Network Traffic Analysis & Threat Hunting

Passive defenders wait for alerts. Threat hunters proactively look for attacker activity that evades automated detection. Today covers packet analysis with Wireshark, behavioral hunting with Zeek logs, and network forensics.

Wireshark Deep Dive

Wireshark captures and dissects packets with protocol-aware filtering. Display filters (ip.addr == 10.0.0.1, tcp.port == 443, http.request.method == 'POST') slice traffic precisely. Follow TCP Stream reconstructs full application-layer sessions. Export Objects extracts files transferred over HTTP, SMB, and FTP. Color rules highlight suspicious patterns visually.

Hunting with Zeek Logs

Threat hunting hypotheses drive log analysis. Hypothesis: 'Attacker used DNS tunneling for C2.' Query: dns.log entries with unusually long query names (> 50 characters) or high query rates from a single host. Hypothesis: 'Lateral movement via SMB.' Query: conn.log for internal hosts connecting to port 445 at unusual hours. Rita (Real Intelligence Threat Analytics) automates beacon detection.
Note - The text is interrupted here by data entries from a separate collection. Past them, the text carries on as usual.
use cv_core::{
    nalgebra::{
        dimension::{Dynamic, U3, U6},
        storage::Owned,
        DVector, IsometryMatrix3, Matrix2x3, OMatrix, Point2, Point3, Rotation3, Translation3,
        Vector2, Vector3, Vector6,
    },
    WorldToCamera,
};
use levenberg_marquardt::{LeastSquaresProblem, LevenbergMarquardt};
use log::*;

/// A camera pose in a [`BundleProblem`].
#[derive(Debug, Clone, Copy, PartialEq)]
pub struct PoseVariable {
    pub pose: WorldToCamera,
    pub fixed: bool,
}

/// A world point in a [`BundleProblem`].
#[derive(Debug, Clone, Copy, PartialEq)]
pub struct PointVariable {
    pub position: Point3<f64>,
    pub fixed: bool,
}

/// Point `point` seen from pose `pose` at normalized image coordinate `normalized`.
#[derive(Debug, Clone, Copy, PartialEq)]
pub struct Observation {
    pub pose: usize,
    pub point: usize,
    pub normalized: Point2<f64>,
}

/// A self-contained snapshot of poses, points, and the observations tying them together.
///
/// Variables marked `fixed` must not be changed by a [`BundleAdjuster`].
#[derive(Debug, Clone, Default, PartialEq)]
pub struct BundleProblem {
    pub poses: Vec<PoseVariable>,
    pub points: Vec<PointVariable>,
    pub observations: Vec<Observation>,
}

impl BundleProblem {
    /// Projection of the observed point minus the observation, in normalized coordinates.
    pub fn residual(&self, observation: &Observation) -> Vector2<f64> {
        reprojection_residual(
            self.poses[observation.pose].pose.0 * self.points[observation.point].position,
            observation.normalized,
        )
    }

    /// Sum of squared residuals over every observation.
    pub fn total_error(&self) -> f64 {
        self.observations
            .iter()
            .map(|observation| self.residual(observation).norm_squared())
            .sum()
    }
}

/// Refines poses and points of a [`BundleProblem`] to reduce reprojection error.
pub trait BundleAdjuster {
    /// Adjusts the problem in place using at most `rounds` rounds and returns [`BundleProblem::total_error`].
    fn adjust(&self, problem: &mut BundleProblem, rounds: usize) -> f64;
}

impl<T> BundleAdjuster for &T
where
    T: BundleAdjuster + ?Sized,
{
    fn adjust(&self, problem: &mut BundleProblem, rounds: usize) -> f64 {
        (**self).adjust(problem, rounds)
    }
}

/// Bundle adjustment by alternating resection and intersection.
///
/// Each round solves every free pose against the current points, then every free point
/// against the current poses, each as a small Levenberg-Marquardt problem. Rounds stop early
/// once the relative improvement of the total error drops below `tolerance`.
#[derive(Debug, Clone, Copy, PartialEq)]
pub struct LevenbergMarquardtAdjuster {
    /// Passed to [`LevenbergMarquardt::with_patience`].
    pub patience: usize,
    /// Poses with fewer observations are left where they are.
    pub minimum_pose_observations: usize,
    /// Points with fewer observations are left where they are.
    pub minimum_point_observations: usize,
    pub tolerance: f64,
}

impl Default for LevenbergMarquardtAdjuster {
    fn default() -> Self {
        Self {
            patience: 10,
            minimum_pose_observations: 3,
            minimum_point_observations: 2,
            tolerance: 1e-6,
        }
    }
}

impl LevenbergMarquardtAdjuster {
    pub fn new() -> Self {
        Default::default()
    }

    fn resect(
        &self,
        pose: WorldToCamera,
        observations: Vec<(Point3<f64>, Point2<f64>)>,
    ) -> Option<WorldToCamera> {
        let problem = PoseResection {
            base: pose.0.rotation,
            translation: pose.0.translation.vector,
            rotation: Vector3::zeros(),
            observations,
        };
        let initial = problem.cost();
        let (problem, report) = LevenbergMarquardt::new()
            .with_patience(self.patience)
            .minimize(problem);
        let cost = problem.cost();
        if report.objective_function.is_finite() && cost.is_finite() && cost <= initial {
            Some(WorldToCamera(problem.isometry()))
        } else {
            None
        }
    }

    fn intersect(
        &self,
        position: Point3<f64>,
        observations: Vec<(IsometryMatrix3<f64>, Point2<f64>)>,
    ) -> Option<Point3<f64>> {
        let problem = PointIntersection {
            position: position.coords,
            observations,
        };
        let initial = problem.cost();
        let (problem, report) = LevenbergMarquardt::new()
            .with_patience(self.patience)
            .minimize(problem);
        let cost = problem.cost();
        if report.objective_function.is_finite() && cost.is_finite() && cost <= initial {
            Some(Point3::from(problem.position))
        } else {
            None
        }
    }
}

impl BundleAdjuster for LevenbergMarquardtAdjuster {
    fn adjust(&self, problem: &mut BundleProblem, rounds: usize) -> f64 {
        let mut by_pose = vec![vec![]; problem.poses.len()];
        let mut by_point = vec![vec![]; problem.points.len()];
        for (ix, observation) in problem.observations.iter().enumerate() {
            by_pose[observation.pose].push(ix);
            by_point[observation.point].push(ix);
        }

        let mut error = problem.total_error();
        for round in 0..rounds {
            for (pose_ix, observations) in by_pose.iter().enumerate() {
                if problem.poses[pose_ix].fixed
                    || observations.len() < self.minimum_pose_observations
                {
                    continue;
                }
                let observations = observations
                    .iter()
                    .map(|&ix| {
                        let observation = problem.observations[ix];
                        (
                            problem.points[observation.point].position,
                            observation.normalized,
                        )
                    })
                    .collect();
                if let Some(pose) = self.resect(problem.poses[pose_ix].pose, observations) {
                    problem.poses[pose_ix].pose = pose;
                }
            }

            for (point_ix, observations) in by_point.iter().enumerate() {
                if problem.points[point_ix].fixed
                    || observations.len() < self.minimum_point_observations
                {
                    continue;
                }
                let observations = observations
                    .iter()
                    .map(|&ix| {
                        let observation = problem.observations[ix];
                        (
                            problem.poses[observation.pose].pose.0,
                            observation.normalized,
                        )
                    })
                    .collect();
                if let Some(position) =
                    self.intersect(problem.points[point_ix].position, observations)
                {
                    problem.points[point_ix].position = position;
                }
            }

            let new_error = problem.total_error();
            trace!("bundle adjust round {} error {}", round, new_error);
            let improvement = error - new_error;
            error = new_error;
            if improvement <= self.tolerance * error {
                break;
            }
        }
        error
    }
}

fn reprojection_residual(camera: Point3<f64>, observed: Point2<f64>) -> Vector2<f64> {
    if camera.z.abs() > f64::EPSILON {
        Vector2::new(
            camera.x / camera.z - observed.x,
            camera.y / camera.z - observed.y,
        )
    } else {
        Vector2::zeros()
    }
}

/// Derivative of the perspective division with respect to the camera point.
fn projection_jacobian(camera: Point3<f64>) -> Matrix2x3<f64> {
    if camera.z.abs() > f64::EPSILON {
        let iz = camera.z.recip();
        let iz2 = iz * iz;
        Matrix2x3::new(
            iz,
            0.0,
            -camera.x * iz2,
            0.0,
            iz,
            -camera.y * iz2,
        )
    } else {
        Matrix2x3::zeros()
    }
}

/// Solves one pose against fixed world points.
///
/// The rotation is parameterized as an increment `exp(ω) R₀` on the starting rotation,
/// so the Jacobian of the camera point with respect to `ω` is close to `-[R X]ₓ`.
#[derive(Clone)]
struct PoseResection {
    base: Rotation3<f64>,
    translation: Vector3<f64>,
    rotation: Vector3<f64>,
    observations: Vec<(Point3<f64>, Point2<f64>)>,
}

impl PoseResection {
    fn isometry(&self) -> IsometryMatrix3<f64> {
        IsometryMatrix3::from_parts(
            Translation3::from(self.translation),
            Rotation3::new(self.rotation) * self.base,
        )
    }

    fn cost(&self) -> f64 {
        let isometry = self.isometry();
        self.observations
            .iter()
            .map(|&(world, observed)| reprojection_residual(isometry * world, observed).norm_squared())
            .sum()
    }
}

impl LeastSquaresProblem<f64, Dynamic, U6> for PoseResection {
    type ResidualStorage = Owned<f64, Dynamic>;
    type JacobianStorage = Owned<f64, Dynamic, U6>;
    type ParameterStorage = Owned<f64, U6>;

    fn set_params(&mut self, x: &Vector6<f64>) {
        self.translation = Vector3::new(x[0], x[1], x[2]);
        self.rotation = Vector3::new(x[3], x[4], x[5]);
    }

    fn params(&self) -> Vector6<f64> {
        let (t, r) = (self.translation, self.rotation);
        Vector6::new(t.x, t.y, t.z, r.x, r.y, r.z)
    }

    fn residuals(&self) -> Option<DVector<f64>> {
        let isometry = self.isometry();
        Some(DVector::from_iterator(
            2 * self.observations.len(),
            self.observations.iter().flat_map(|&(world, observed)| {
                let residual = reprojection_residual(isometry * world, observed);
                [residual.x, residual.y]
            }),
        ))
    }

    fn jacobian(&self) -> Option<OMatrix<f64, Dynamic, U6>> {
        let isometry = self.isometry();
        let mut jacobian = OMatrix::<f64, Dynamic, U6>::zeros(2 * self.observations.len());
        for (i, &(world, _)) in self.observations.iter().enumerate() {
            let camera = isometry * world;
            let dproj = projection_jacobian(camera);
            let rotated = camera.coords - self.translation;
            jacobian
                .fixed_slice_mut::<2, 3>(2 * i, 0)
                .copy_from(&dproj);
            jacobian
                .fixed_slice_mut::<2, 3>(2 * i, 3)
                .copy_from(&(dproj * -rotated.cross_matrix()));
        }
        Some(jacobian)
    }
}

/// Solves one world point against fixed poses.
#[derive(Clone)]
struct PointIntersection {
    position: Vector3<f64>,
    observations: Vec<(IsometryMatrix3<f64>, Point2<f64>)>,
}

impl PointIntersection {
    fn cost(&self) -> f64 {
        let world = Point3::from(self.position);
        self.observations
            .iter()
            .map(|&(pose, observed)| reprojection_residual(pose * world, observed).norm_squared())
            .sum()
    }
}

impl LeastSquaresProblem<f64, Dynamic, U3> for PointIntersection {
    type ResidualStorage = Owned<f64, Dynamic>;
    type JacobianStorage = Owned<f64, Dynamic, U3>;
    type ParameterStorage = Owned<f64, U3>;

    fn set_params(&mut self, x: &Vector3<f64>) {
        self.position = *x;
    }

    fn params(&self) -> Vector3<f64> {
        self.position
    }

    fn residuals(&self) -> Option<DVector<f64>> {
        let world = Point3::from(self.position);
        Some(DVector::from_iterator(
            2 * self.observations.len(),
            self.observations.iter().flat_map(|&(pose, observed)| {
                let residual = reprojection_residual(pose * world, observed);
                [residual.x, residual.y]
            }),
        ))
    }

    fn jacobian(&self) -> Option<OMatrix<f64, Dynamic, U3>> {
        let world = Point3::from(self.position);
        let mut jacobian = OMatrix::<f64, Dynamic, U3>::zeros(2 * self.observations.len());
        for (i, &(pose, _)) in self.observations.iter().enumerate() {
            let dproj = projection_jacobian(pose * world);
            jacobian
                .fixed_slice_mut::<2, 3>(2 * i, 0)
                .copy_from(&(dproj * pose.rotation.matrix()));
        }
        Some(jacobian)
    }
}
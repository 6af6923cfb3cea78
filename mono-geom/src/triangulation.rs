use cv_core::{
    nalgebra::{Matrix3x4, Matrix4, Point2, Point3, RowVector4, Vector4},
    Pose, WorldToCamera,
};
use float_ord::FloatOrd;

/// Triangulates one world point seen by two cameras.
///
/// `a` and `b` are normalized image coordinates in the cameras with poses `pose_a` and `pose_b`.
/// Each observation contributes two rows of the linear system `A X = 0`, where
/// `x P₃ - P₁` and `y P₃ - P₂` are built from the rows of the `3x4` projection `P`.
/// The solution is the right singular vector of `A` with the smallest singular value.
///
/// The homogeneous point is returned as-is. Use [`dehomogenize`] to get the point in world space,
/// which fails when the scale component is zero (a point at infinity).
///
/// ```
/// use cv_core::nalgebra::{Point2, Point3, Rotation3, Vector3};
/// use cv_core::{Pose, WorldToCamera};
/// use mono_geom::{dehomogenize, triangulate};
///
/// let point = Point3::new(0.3, 0.1, 2.0);
/// let pose_a = WorldToCamera::identity();
/// let pose_b = WorldToCamera::from_parts(Vector3::new(-0.2, 0.0, 0.0), Rotation3::identity());
/// let project = |pose: WorldToCamera| {
///     let camera = pose.0 * point;
///     Point2::new(camera.x / camera.z, camera.y / camera.z)
/// };
/// let homogeneous = triangulate(pose_a, pose_b, project(pose_a), project(pose_b)).unwrap();
/// let triangulated = dehomogenize(homogeneous).unwrap();
/// assert!((triangulated - point).norm() < 1e-9);
/// ```
pub fn triangulate(
    pose_a: WorldToCamera,
    pose_b: WorldToCamera,
    a: Point2<f64>,
    b: Point2<f64>,
) -> Option<Vector4<f64>> {
    let projection_a = projection(pose_a);
    let projection_b = projection(pose_b);
    let design = Matrix4::from_rows(&[
        row(&projection_a, 2) * a.x - row(&projection_a, 0),
        row(&projection_a, 2) * a.y - row(&projection_a, 1),
        row(&projection_b, 2) * b.x - row(&projection_b, 0),
        row(&projection_b, 2) * b.y - row(&projection_b, 1),
    ]);
    let svd = design.try_svd(false, true, f64::EPSILON, 1000)?;
    let v_t = svd.v_t?;
    let (ix, _) = svd
        .singular_values
        .iter()
        .enumerate()
        .min_by_key(|&(_, &s)| FloatOrd(s))?;
    Some(v_t.row(ix).transpose())
}

/// Triangulates every correspondence between two cameras.
///
/// The output has one entry per input pair, `None` where the linear solve failed.
pub fn triangulate_many(
    pose_a: WorldToCamera,
    pose_b: WorldToCamera,
    pairs: impl IntoIterator<Item = (Point2<f64>, Point2<f64>)>,
) -> Vec<Option<Vector4<f64>>> {
    pairs
        .into_iter()
        .map(|(a, b)| triangulate(pose_a, pose_b, a, b))
        .collect()
}

/// Divides through by the scale component.
///
/// Returns `None` if the scale is zero relative to the rest of the vector.
pub fn dehomogenize(homogeneous: Vector4<f64>) -> Option<Point3<f64>> {
    if homogeneous.w.abs() > f64::EPSILON * homogeneous.norm() {
        Some(Point3::from(homogeneous.xyz() / homogeneous.w))
    } else {
        None
    }
}

fn projection(pose: WorldToCamera) -> Matrix3x4<f64> {
    pose.homogeneous().fixed_rows::<3>(0).into_owned()
}

fn row(projection: &Matrix3x4<f64>, ix: usize) -> RowVector4<f64> {
    projection.row(ix).into_owned()
}
use cv_core::nalgebra::{Matrix3, Point2, Point3};

/// A pinhole calibration matrix `K` together with its inverse.
///
/// The inverse is computed once on construction, so normalizing keypoints
/// is a single matrix product per point.
///
/// ```
/// use cv_core::nalgebra::{Point2, Point3};
/// use mono_geom::CameraIntrinsics;
///
/// let intrinsics = CameraIntrinsics::from_focal(500.0, Point2::new(320.0, 240.0)).unwrap();
/// let pixel = intrinsics.project(Point3::new(0.2, -0.1, 2.0)).unwrap();
/// let normalized = intrinsics.normalize(pixel);
/// assert!((normalized - Point2::new(0.1, -0.05)).norm() < 1e-12);
/// ```
#[derive(Debug, Clone, Copy, PartialEq)]
pub struct CameraIntrinsics {
    matrix: Matrix3<f64>,
    inverse: Matrix3<f64>,
}

impl CameraIntrinsics {
    /// Returns `None` if `matrix` is not invertible.
    pub fn new(matrix: Matrix3<f64>) -> Option<Self> {
        let inverse = matrix.try_inverse()?;
        Some(Self { matrix, inverse })
    }

    /// Builds `K = [[f, 0, cx], [0, f, cy], [0, 0, 1]]`.
    pub fn from_focal(focal: f64, principal_point: Point2<f64>) -> Option<Self> {
        Self::new(Matrix3::new(
            focal,
            0.0,
            principal_point.x,
            0.0,
            focal,
            principal_point.y,
            0.0,
            0.0,
            1.0,
        ))
    }

    pub fn matrix(&self) -> &Matrix3<f64> {
        &self.matrix
    }

    pub fn inverse(&self) -> &Matrix3<f64> {
        &self.inverse
    }

    /// Removes the calibration from a pixel coordinate.
    pub fn normalize(&self, pixel: Point2<f64>) -> Point2<f64> {
        Point2::from_homogeneous(self.inverse * pixel.to_homogeneous())
            .unwrap_or_else(|| Point2::new(f64::NAN, f64::NAN))
    }

    /// Applies the calibration to a normalized image coordinate.
    pub fn denormalize(&self, normalized: Point2<f64>) -> Point2<f64> {
        Point2::from_homogeneous(self.matrix * normalized.to_homogeneous())
            .unwrap_or_else(|| Point2::new(f64::NAN, f64::NAN))
    }

    /// Projects a point in camera space to a pixel.
    ///
    /// Returns `None` if the point is not in front of the camera.
    pub fn project(&self, camera: Point3<f64>) -> Option<Point2<f64>> {
        if camera.z > 0.0 {
            Point2::from_homogeneous(self.matrix * camera.coords)
        } else {
            None
        }
    }
}

/// Applies an inverse calibration matrix to every pixel coordinate.
pub fn normalize(inverse: &Matrix3<f64>, pixels: &[Point2<f64>]) -> Vec<Point2<f64>> {
    pixels
        .iter()
        .map(|pixel| {
            let h = inverse * pixel.to_homogeneous();
            Point2::new(h.x / h.z, h.y / h.z)
        })
        .collect()
}

#[cfg(test)]
mod tests {
    use super::*;

    #[test]
    fn singular_matrix_is_rejected() {
        assert!(CameraIntrinsics::new(Matrix3::zeros()).is_none());
        assert!(CameraIntrinsics::from_focal(0.0, Point2::origin()).is_none());
    }

    #[test]
    fn normalize_matches_inverse() {
        let intrinsics = CameraIntrinsics::from_focal(225.0, Point2::new(512.0, 384.0)).unwrap();
        let pixels = [Point2::new(512.0, 384.0), Point2::new(737.0, 159.0)];
        let normalized = normalize(intrinsics.inverse(), &pixels);
        assert!((normalized[0] - Point2::origin()).norm() < 1e-12);
        assert!((normalized[1] - Point2::new(1.0, -1.0)).norm() < 1e-12);
        for (&pixel, &n) in pixels.iter().zip(&normalized) {
            assert!((intrinsics.denormalize(n) - pixel).norm() < 1e-9);
            assert!((intrinsics.normalize(pixel) - n).norm() < 1e-12);
        }
    }

    #[test]
    fn points_behind_do_not_project() {
        let intrinsics = CameraIntrinsics::from_focal(225.0, Point2::new(512.0, 384.0)).unwrap();
        assert!(intrinsics.project(Point3::new(0.0, 0.0, -1.0)).is_none());
        assert!(intrinsics.project(Point3::new(0.0, 0.0, 0.0)).is_none());
    }
}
Network Forensics: Reconstructing Attacks

Post-incident, PCAPs tell the full story. Tools: NetworkMiner (passively reassembles files from PCAPs), Xplico (reconstructs web sessions), and Moloch/Arkime (full-packet storage at scale). Timeline reconstruction combines PCAP data with firewall logs, DNS logs, and endpoint telemetry to answer: who attacked, when, how, and what did they take?

bash
# Wireshark capture filter (capture-time)
tcpdump -i eth0 -w capture.pcap 'not port 22'

# Wireshark display filters (analysis-time)
# ip.addr == 192.168.1.100 && tcp
# http.request.method == 'POST'
# dns.qry.name contains '.tk'
# tcp.flags.syn == 1 && tcp.flags.ack == 0  # SYN scan

# Zeek: find long DNS queries (possible tunneling)
zeek-cut query < dns.log | awk '{print length, $0}' | sort -rn | head -20

# Zeek: find beaconing (regular intervals to external IP)
zeek-cut id.orig_h id.resp_h id.resp_p duration < conn.log \
  | sort -k2 | uniq -c -f1 | sort -rn | head -20

# Rita beacon detection
rita import /path/to/zeek/logs rita-db
rita show-beacons rita-db
💡
Capture traffic as close to the source as possible. A mirror port (SPAN) on the core switch sees everything. Capturing at the perimeter misses east-west (internal) traffic that reveals lateral movement.
📝 Day 4 Exercise
Hunt Threats in a PCAP
  1. Download a malware PCAP from malware-traffic-analysis.net
  2. Open it in Wireshark and use display filters to isolate suspicious traffic
  3. Export any embedded files (File > Export Objects > HTTP)
  4. Run the PCAP through Zeek and analyze dns.log for suspicious queries
  5. Write a 3-paragraph incident summary: what happened, how it happened, indicators of compromise

Day 4 Summary

  • Wireshark display filters and Follow TCP Stream analyze specific sessions
  • Threat hunting uses hypotheses to proactively search for attacker activity
  • Zeek logs enable behavioral analysis across entire network sessions
  • Rita automates beacon detection by identifying regular communication patterns
  • Network forensics reconstructs full attack timelines from PCAP and log data
Challenge

Download and analyze the 'Cobalt Strike' exercise PCAP from malware-traffic-analysis.net. Identify the C2 IP, the beaconing interval, and any lateral movement activity. Write a formal incident report.